1.1.1 • Published 6 years ago
immutate.js v1.1.1
Immutate
Immutate is a helper library for changing objects immutably.
import {Immutate} from 'immutate.js'
let obj = {bob: {friends:['sally'], gender: 'male'}}
const mutator = new Immutate(obj)
mutator.a('bob.age').set(25)
mutator.access('bob.friends').push('greg') // a is shorthand for access
mutator.a('bob.friends[0]').set('martha')

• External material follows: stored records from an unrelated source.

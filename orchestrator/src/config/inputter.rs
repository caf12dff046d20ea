use std::path::PathBuf;

use serde::{Deserialize, Serialize};

use super::{Config, list::comma_list};

/// How text is split into tokens.
#[derive(Debug, Clone, Copy, Default, PartialEq, Eq, Serialize, Deserialize)]
#[serde(rename_all = "lowercase")]
pub enum TextUnit {
    #[default]
    Char,
    Word,
}

#[derive(Debug, Clone, PartialEq, Serialize, Deserialize)]
#[serde(default)]
pub struct InputterConfig {
    #[serde(skip)]
    pub general: Config,
    pub epochs: usize,
    /// The files the train and eval samples are read from.
    #[serde(deserialize_with = "comma_list")]
    pub dataset_meta: Vec<String>,
    /// The files read in infer mode, one sample each.
    #[serde(deserialize_with = "comma_list")]
    pub test_samples: Vec<String>,
    pub image_height: usize,
    pub image_width: usize,
    pub image_depth: usize,
    pub num_classes: usize,
    #[serde(deserialize_with = "comma_list")]
    pub class_names: Vec<String>,
    pub unit: TextUnit,
    pub vocab_file: Option<PathBuf>,
    /// Keeps the most frequent tokens only, 0 keeps all of them.
    pub vocab_top_k: usize,
    pub num_samples: Option<usize>,
    pub max_length: Option<usize>,
    pub seed: Option<u64>,
    /// The standard deviation of the `gaussian_noise` augmenter.
    pub noise_std_dev: f32,
}

impl Default for InputterConfig {
    fn default() -> Self {
        Self {
            general: Config::default(),
            epochs: 1,
            dataset_meta: Vec::new(),
            test_samples: Vec::new(),
            image_height: 1,
            image_width: 1,
            image_depth: 1,
            num_classes: 0,
            class_names: Vec::new(),
            unit: TextUnit::Char,
            vocab_file: None,
            vocab_top_k: 0,
            num_samples: None,
            max_length: None,
            seed: None,
            noise_std_dev: 0.1,
        }
    }
}

impl InputterConfig {
    /// The shape of one image sample.
    pub fn image_shape(&self) -> Vec<usize> {
        vec![self.image_height, self.image_width, self.image_depth]
    }
}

mutator.a('bob.gender').delete()
mutator.nextState // {bob:{age:25,friends:['martha', 'greg']}}
obj // {bob: {friends:['sally'], gender: 'male'}}
Whenever you set or delete a value or perform an array operation, immutate goes through and changes every object reference as it indexes through to change the value, without modifying the original object. In other words:
let state = {
bob:{
credentials:[
{
website: 'github.com',
password: '12345'
}
]
}
}
let action = {
type: 'CHANGE PASSWORD',
credentialIndex: 0,
newPassword: 'more secure (kinda)'
}
const updatedCredential = {...state.bob.credentials[action.credentialIndex], password: action.newPassword}
const credentials = [...state.bob.credentials]
credentials[action.credentialIndex] = updatedCredential
let newState = {
...state,
bob: {
...state.bob,
credentials
}
}
becomes:
const mutator = new Immutate(state)
mutator.a(`bob.credentials[${action.credentialId}].password`).set(action.newPassword)
mutator.nextState
In addition, immutate also implements every mutating Array method: push, pop, shift, unshift, sort, reverse, fill and copyWithin.
Note: copyWithin and fill use their native browser implementations, so you might have to pollyfill them for IE.